(Dataset entries)
// Copyright (c) 2026 Robert L. Snyder, Sierra Vista, AZ
// Licensed under the MIT License. See LICENSE file in the project root for details.

//! Settings panel and scale display widgets.

use ratatui::{
    buffer::Buffer,
    layout::{Alignment, Rect},
    style::{Color, Modifier, Style},
    text::{Line, Span},
    widgets::{Block, Paragraph, Widget},
};

use crate::midi::MidiStatus;
use crate::music::PitchClass;
use crate::practice::PracticeSettings;

/// Current practice settings and MIDI device, on one line
pub struct ControlPanelWidget<'a> {
    settings: &'a PracticeSettings,
    midi: &'a MidiStatus,
    block: Option<Block<'a>>,
}

impl<'a> ControlPanelWidget<'a> {
    pub fn new(settings: &'a PracticeSettings, midi: &'a MidiStatus) -> Self {
        Self {
            settings,
            midi,
            block: None,
        }
    }

    /// Set the block wrapper
    pub fn block(mut self, block: Block<'a>) -> Self {
        self.block = Some(block);
        self
    }

    fn spans(&self) -> Vec<Span<'a>> {
        let label = Style::default().fg(Color::DarkGray);
        let value = Style::default().fg(Color::Cyan).add_modifier(Modifier::BOLD);

        let mut spans = vec![
            Span::styled("Key ", label),
            Span::styled(self.settings.key.tonic().name(), value),
            Span::styled("  Scale ", label),
            Span::styled(self.settings.key.quality().name(), value),
            Span::styled("  Names ", label),
            toggle(self.settings.show_note_names),
            Span::styled("  Hints ", label),
            toggle(self.settings.show_hints),
        ];

        if !self.midi.devices.is_empty() {
            let device = self
                .midi
                .device_name
                .clone()
                .unwrap_or_else(|| "(none)".to_string());
            spans.push(Span::styled("  MIDI ", label));
            spans.push(Span::styled(device, value));
        }
        spans
    }
}

fn toggle(on: bool) -> Span<'static> {
    if on {
        Span::styled("on", Style::default().fg(Color::Green))
    } else {
        Span::styled("off", Style::default().fg(Color::DarkGray))
    }
}

impl Widget for ControlPanelWidget<'_> {
    fn render(self, area: Rect, buf: &mut Buffer) {
        let line = Line::from(self.spans());
        let area = if let Some(block) = self.block {
            let inner = block.inner(area);
            block.render(area, buf);
            inner
        } else {
            area
        };
        Paragraph::new(line).render(area, buf);
    }
}

/// Key name and its pitch classes
pub struct ScaleWidget<'a> {
    settings: &'a PracticeSettings,
    pitches: &'a [PitchClass],
    block: Option<Block<'a>>,
}

impl<'a> ScaleWidget<'a> {
    pub fn new(settings: &'a PracticeSettings, pitches: &'a [PitchClass]) -> Self {
        Self {
            settings,
            pitches,
            block: None,
        }
    }

    /// Set the block wrapper
    pub fn block(mut self, block: Block<'a>) -> Self {
        self.block = Some(block);
        self
    }
}

impl Widget for ScaleWidget<'_> {
    fn render(self, area: Rect, buf: &mut Buffer) {
        let area = if let Some(block) = self.block {
            let inner = block.inner(area);
            block.render(area, buf);
            inner
        } else {
            area
        };

        let names: Vec<&str> = self.pitches.iter().map(|pc| pc.name()).collect();
        let line = Line::from(vec![
            Span::styled(
                format!("{} scale", self.settings.key),
                Style::default().fg(Color::White).add_modifier(Modifier::BOLD),
            ),
            Span::styled("  notes: ", Style::default().fg(Color::DarkGray)),
            Span::styled(names.join(", "), Style::default().fg(Color::Yellow)),
        ]);
        Paragraph::new(line)
            .alignment(Alignment::Center)
            .render(area, buf);
    }
}

#[cfg(test)]
mod tests {
    use super::*;
    use crate::music::KeySignature;

    fn buffer_text(buf: &Buffer) -> String {
        let area = buf.area;
        let mut text = String::new();
        for y in area.y..area.y + area.height {
            for x in area.x..area.x + area.width {
                text.push_str(buf[(x, y)].symbol());
            }
        }
        text
    }

    #[test]
    fn test_control_panel_shows_settings() {
        let settings = PracticeSettings {
            key: KeySignature::parse("F#", "minor").unwrap(),
            show_note_names: true,
            show_hints: false,
        };
        let midi = MidiStatus {
            supported: true,
            connected: true,
            device_name: Some("Keystation".to_string()),
            devices: vec!["Keystation".to_string()],
        };
        let area = Rect::new(0, 0, 80, 1);
        let mut buf = Buffer::empty(area);
        ControlPanelWidget::new(&settings, &midi).render(area, &mut buf);

        let text = buffer_text(&buf);
        assert!(text.contains("Key F#"));
        assert!(text.contains("Scale Natural Minor"));
        assert!(text.contains("Names on"));
        assert!(text.contains("Hints off"));
        assert!(text.contains("MIDI Keystation"));
    }

    #[test]
    fn test_control_panel_hides_midi_without_devices() {
        let settings = PracticeSettings::default();
        let midi = MidiStatus::default();
        let area = Rect::new(0, 0, 80, 1);
        let mut buf = Buffer::empty(area);
        ControlPanelWidget::new(&settings, &midi).render(area, &mut buf);
        assert!(!buffer_text(&buf).contains("MIDI"));
    }

    #[test]
    fn test_scale_widget() {
        let settings = PracticeSettings {
            key: KeySignature::parse("G", "major").unwrap(),
            ..PracticeSettings::default()
        };
        let pitches = [
            PitchClass::G,
            PitchClass::A,
            PitchClass::B,
            PitchClass::C,
            PitchClass::D,
            PitchClass::E,
            PitchClass::Fs,
        ];
        let area = Rect::new(0, 0, 60, 1);
        let mut buf = Buffer::empty(area);
        ScaleWidget::new(&settings, &pitches).render(area, &mut buf);

        let text = buffer_text(&buf);
        assert!(text.contains("G Major scale"));
        assert!(text.contains("G, A, B, C, D, E, F#"));
    }
}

WHAT YOU NEED TO DO
Count the lines in the entries that hold the word "DarkGray", and give nothing but the total.

RESPONSE FOR THIS EXERCISE
3